• AVAILABLE RECORDS:
*** Begin section ***

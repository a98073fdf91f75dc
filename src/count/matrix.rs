//! A fragment-by-sample matrix of counts.

use std::io;
use std::io::Write;

use crate::core::fragment::Id;
use crate::core::fragment::Set;
use crate::count::Counts;
use crate::count::Summary;

/// The delimiter used when writing a matrix.
pub const DELIMITER: char = '\t';

/// An error related to a [`Matrix`].
#[derive(Debug, Eq, PartialEq)]
pub enum Error {
    /// A column did not have one count per fragment.
    ///
    /// The values are the column label, the expected length, and the found
    /// length.
    MismatchedColumn(String, usize, usize),
}

impl std::fmt::Display for Error {
    fn fmt(&self, f: &mut std::fmt::Formatter<'_>) -> std::fmt::Result {
        match self {
            Error::MismatchedColumn(label, expected, found) => write!(
                f,
                "column `{label}` has {found} counts, but there are {expected} fragments"
            ),
        }
    }
}

impl std::error::Error for Error {}

/// A [`Result`](std::result::Result) with an [`Error`].
type Result<T> = std::result::Result<T, Error>;

/// A fragment-by-sample matrix of counts.
///
/// Rows are fragments in identifier order. Columns are samples in the order
/// they were provided.
#[derive(Clone, Debug, Eq, PartialEq)]
pub struct Matrix {
    /// The fragments (row labels).
    fragments: Set,

    /// The sample labels (column labels).
    labels: Vec<String>,

    /// The columns.
    columns: Vec<Counts>,
}

impl Matrix {
    /// Attempts to stack per-sample counts into a [`Matrix`].
    ///
    /// # Examples
    ///
    /// ```
    /// use fragcount::core::fragment::Set;
    /// use fragcount::count::Counts;
    /// use fragcount::count::Matrix;
    ///
    /// let set = Set::try_from_records([("chr1", 100, 199), ("chr1", 300, 599)])?;
    /// let matrix = Matrix::try_from_columns(
    ///     set,
    ///     vec![
    ///         (String::from("a"), Counts::zeroed(2)),
    ///         (String::from("b"), Counts::zeroed(2)),
    ///     ],
    /// )?;
    ///
    /// assert_eq!(matrix.shape(), (2, 2));
    /// assert_eq!(matrix.labels(), &["a", "b"]);
    ///
    /// # Ok::<(), Box<dyn std::error::Error>>(())
    /// ```
    pub fn try_from_columns(fragments: Set, columns: Vec<(String, Counts)>) -> Result<Self> {
        let (labels, columns): (Vec<_>, Vec<_>) = columns.into_iter().unzip();

        for (label, column) in labels.iter().zip(columns.iter()) {
            if column.len() != fragments.len() {
                return Err(Error::MismatchedColumn(
                    label.clone(),
                    fragments.len(),
                    column.len(),
                ));
            }
        }

        Ok(Self {
            fragments,
            labels,
            columns,
        })
    }

    /// Gets the fragments (row labels).
    pub fn fragments(&self) -> &Set {
        &self.fragments
    }

    /// Gets the sample labels (column labels).
    pub fn labels(&self) -> &[String] {
        &self.labels
    }

    /// Gets the number of rows and columns.
    pub fn shape(&self) -> (usize, usize) {
        (self.fragments.len(), self.columns.len())
    }

    /// Gets the count for a fragment within a column.
    pub fn get(&self, id: Id, column: usize) -> Option<u64> {
        self.columns.get(column)?.get(id)
    }

    /// Gets all of the counts for a fragment across columns.
    pub fn row(&self, id: Id) -> Option<Vec<u64>> {
        self.columns.iter().map(|column| column.get(id)).collect()
    }

    /// Gets all of the counts for a column in fragment order.
    pub fn column(&self, column: usize) -> Option<&[u64]> {
        self.columns.get(column).map(|counts| counts.as_slice())
    }

    /// Gets the index of the column with a label.
    pub fn position(&self, label: &str) -> Option<usize> {
        self.labels.iter().position(|l| l == label)
    }

    /// Returns an iterator over the label and assignment summary of each
    /// column.
    pub fn summaries(&self) -> impl Iterator<Item = (&str, &Summary)> {
        self.labels
            .iter()
            .map(|label| label.as_str())
            .zip(self.columns.iter().map(|column| column.summary()))
    }

    /// Writes the matrix as delimited text.
    ///
    /// The first line is a header of `id`, `chrom`, `start`, `end`, and then
    /// one label per column. Each following line is one fragment.
    ///
    /// # Examples
    ///
    /// ```
    /// use fragcount::core::fragment::Set;
    /// use fragcount::count::Counts;
    /// use fragcount::count::Matrix;
    ///
    /// let set = Set::try_from_records([("chr1", 100, 199)])?;
    /// let matrix = Matrix::try_from_columns(set, vec![(String::from("a"), Counts::zeroed(1))])?;
    ///
    /// let mut buffer = Vec::new();
    /// matrix.write_tsv(&mut buffer)?;
    ///
    /// assert_eq!(
    ///     String::from_utf8(buffer)?,
    ///     "id\tchrom\tstart\tend\ta\n1\tchr1\t100\t199\t0\n"
    /// );
    ///
    /// # Ok::<(), Box<dyn std::error::Error>>(())
    /// ```
    pub fn write_tsv<W>(&self, mut writer: W) -> io::Result<()>
    where
        W: Write,
    {
        write!(writer, "id{DELIMITER}chrom{DELIMITER}start{DELIMITER}end")?;
        for label in &self.labels {
            write!(writer, "{DELIMITER}{label}")?;
        }
        writeln!(writer)?;

        for fragment in self.fragments.iter() {
            write!(
                writer,
                "{}{DELIMITER}{}{DELIMITER}{}{DELIMITER}{}",
                fragment.id(),
                fragment.contig().as_str(),
                fragment.start(),
                fragment.end()
            )?;

            for column in &self.columns {
                write!(writer, "{DELIMITER}{}", column.as_slice()[fragment.id().index()])?;
            }

            writeln!(writer)?;
        }

        writer.flush()
    }
}

#[cfg(test)]
mod tests {
    use super::*;
    use crate::assign::Assignment;

    fn counts(n: usize, hits: &[usize]) -> Counts {
        let mut counts = Counts::zeroed(n);
        for hit in hits {
            counts.add(Assignment::Assigned(Id::from_index(*hit)));
        }
        counts
    }

    #[test]
    fn test_columns_keep_caller_order() -> std::result::Result<(), Box<dyn std::error::Error>> {
        let set = Set::try_from_records([("chr1", 1, 10), ("chr1", 11, 20), ("chr2", 1, 10)])?;
        let matrix = Matrix::try_from_columns(
            set,
            vec![
                (String::from("b"), counts(3, &[0, 0, 2])),
                (String::from("a"), counts(3, &[1])),
            ],
        )?;

        assert_eq!(matrix.labels(), &["b", "a"]);
        assert_eq!(matrix.column(0), Some(&[2, 0, 1][..]));
        assert_eq!(matrix.column(1), Some(&[0, 1, 0][..]));
        assert_eq!(matrix.row(Id::from_index(0)), Some(vec![2, 0]));
        assert_eq!(matrix.get(Id::from_index(2), 0), Some(1));
        assert_eq!(matrix.get(Id::from_index(3), 0), None);
        assert_eq!(matrix.position("a"), Some(1));

        let summaries = matrix.summaries().collect::<Vec<_>>();
        assert_eq!(summaries[0].0, "b");
        assert_eq!(summaries[0].1.assigned, 3);

        Ok(())
    }

    #[test]
    fn test_zero_rows_are_written() -> std::result::Result<(), Box<dyn std::error::Error>> {
        let set = Set::try_from_records([("chr1", 1, 10), ("chr1", 11, 20)])?;
        let matrix = Matrix::try_from_columns(
            set,
            vec![
                (String::from("a"), counts(2, &[1])),
                (String::from("b"), counts(2, &[])),
            ],
        )?;

        let mut buffer = Vec::new();
        matrix.write_tsv(&mut buffer)?;

        assert_eq!(
            String::from_utf8(buffer)?,
            "id\tchrom\tstart\tend\ta\tb\n1\tchr1\t1\t10\t0\t0\n2\tchr1\t11\t20\t1\t0\n"
        );

        Ok(())
    }

    #[test]
    fn test_mismatched_column() -> std::result::Result<(), Box<dyn std::error::Error>> {
        let set = Set::try_from_records([("chr1", 1, 10)])?;
        let err = Matrix::try_from_columns(set, vec![(String::from("a"), Counts::zeroed(2))])
            .unwrap_err();

        assert_eq!(err, Error::MismatchedColumn(String::from("a"), 1, 2));

        Ok(())
    }
}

*** End section ***

• TASK REQUIREMENTS: Extract from the listing above the lines between the line containing "filename src/count/matrix.rs" and the line containing "#[derive(Debug, Eq, PartialEq)]", keeping both of those lines. Output nothing else.

• REPLY TO THE EXERCISE:
filename src/count/matrix.rs
//! A fragment-by-sample matrix of counts.

use std::io;
use std::io::Write;

use crate::core::fragment::Id;
use crate::core::fragment::Set;
use crate::count::Counts;
use crate::count::Summary;

/// The delimiter used when writing a matrix.
pub const DELIMITER: char = '\t';

/// An error related to a [`Matrix`].
#[derive(Debug, Eq, PartialEq)]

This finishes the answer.